Exercise brief: Look below for the line containing "use thiserror::Error;" and the line containing "str, message: String"; repeat exactly those two lines and all lines between them, and nothing else.

__________

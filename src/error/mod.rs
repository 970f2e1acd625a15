use std::fmt;

use thiserror::Error;

pub type Result<T> = std::result::Result<T, Error>;

#[derive(Error, Debug)]
pub enum Error {
    #[error("pipeline error: {context}")]
    Pipeline { context: &'static str },

    #[error("stage `{stage}` error: {message}")]
    Stage { stage: &'static str, message: String },

    #[error("stage `{stage}` failed on item {index}: {source}")]
    Item {
        stage: &'static str,
        index: u64,
        #[source]
        source: Box<Error>,
    },

    #[error(transparent)]
    Aggregate(#[from] AggregateError),

    #[error("pipeline closed early by stage `{stage}`")]
    Closed { stage: &'static str },

    #[error("pipeline aborted")]
    Aborted,

    #[error("worker {worker_index} failed: {message}")]
    WorkerFailed { worker_index: usize, message: String },

    #[cfg(feature = "ndjson")]
    #[error("json error: {0}")]
    Json(#[from] serde_json::Error),

    #[error("io error: {0}")]
    Io(#[from] std::io::Error),

    #[error("task join error: {0}")]
    Join(#[from] tokio::task::JoinError),

    #[error("{0}")]
    Custom(String),
}

impl Error {
    pub fn pipeline(context: &'static str) -> Self {
        Self::Pipeline { context }
    }

    pub fn stage(stage: &'static str, message: impl Into<String>) -> Self {
        Self::Stage {
            stage,
            message: message.into(),
        }
    }

    pub fn item(stage: &'static str, index: u64, source: Error) -> Self {
        Self::Item {
            stage,
            index,
            source: Box::new(source),
        }
    }

    pub fn custom(message: impl fmt::Display) -> Self {
        Self::Custom(message.to_string())
    }

    /// Whether a stage failing with this error stops the rest of the
    /// pipeline. An aggregate error is only raised once its stage consumed
    /// all of its input, so the stages after it are left to drain.
    pub fn cancels_pipeline(&self) -> bool {
        !matches!(self, Self::Aggregate(_))
    }

    /// True for the outcomes the driver can be told to treat as success.
    pub fn is_graceful(&self) -> bool {
        matches!(self, Self::Closed { .. } | Self::Aborted)
    }
}

/// One failed item inside an [`AggregateError`].
#[derive(Debug)]
pub struct ItemFailure {
    pub index: u64,
    pub error: Error,
}

/// Every per-item failure collected by a stage running in
/// `ErrorMode::ThrowAggregated`, raised once the stage input is exhausted.
#[derive(Debug)]
pub struct AggregateError {
    stage: &'static str,
    failures: Vec<ItemFailure>,
    succeeded: u64,
}

impl AggregateError {
    pub fn new(stage: &'static str, failures: Vec<ItemFailure>, succeeded: u64) -> Self {
        Self {
            stage,
            failures,
            succeeded,
        }
    }

    pub fn stage(&self) -> &'static str {
        self.stage
    }

    pub fn failures(&self) -> &[ItemFailure] {
        &self.failures
    }

    pub fn len(&self) -> usize {
        self.failures.len()
    }

    pub fn is_empty(&self) -> bool {
        self.failures.is_empty()
    }

    /// Items that went through the stage without error.
    pub fn succeeded(&self) -> u64 {
        self.succeeded
    }
}

impl fmt::Display for AggregateError {
    fn fmt(&self, f: &mut fmt::Formatter<'_>) -> fmt::Result {
        write!(
            f,
            "stage `{}`: {} item(s) failed, {} succeeded",
            self.stage,
            self.failures.len(),
            self.succeeded
        )?;
        for failure in &self.failures {
            write!(f, "\n  item {}: {}", failure.index, failure.error)?;
        }
        Ok(())
    }
}

impl std::error::Error for AggregateError {}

__________

Result of the task:
use thiserror::Error;

pub type Result<T> = std::result::Result<T, Error>;

#[derive(Error, Debug)]
pub enum Error {
    #[error("pipeline error: {context}")]
    Pipeline { context: &'static str },

    #[error("stage `{stage}` error: {message}")]
    Stage { stage: &'static str, message: String },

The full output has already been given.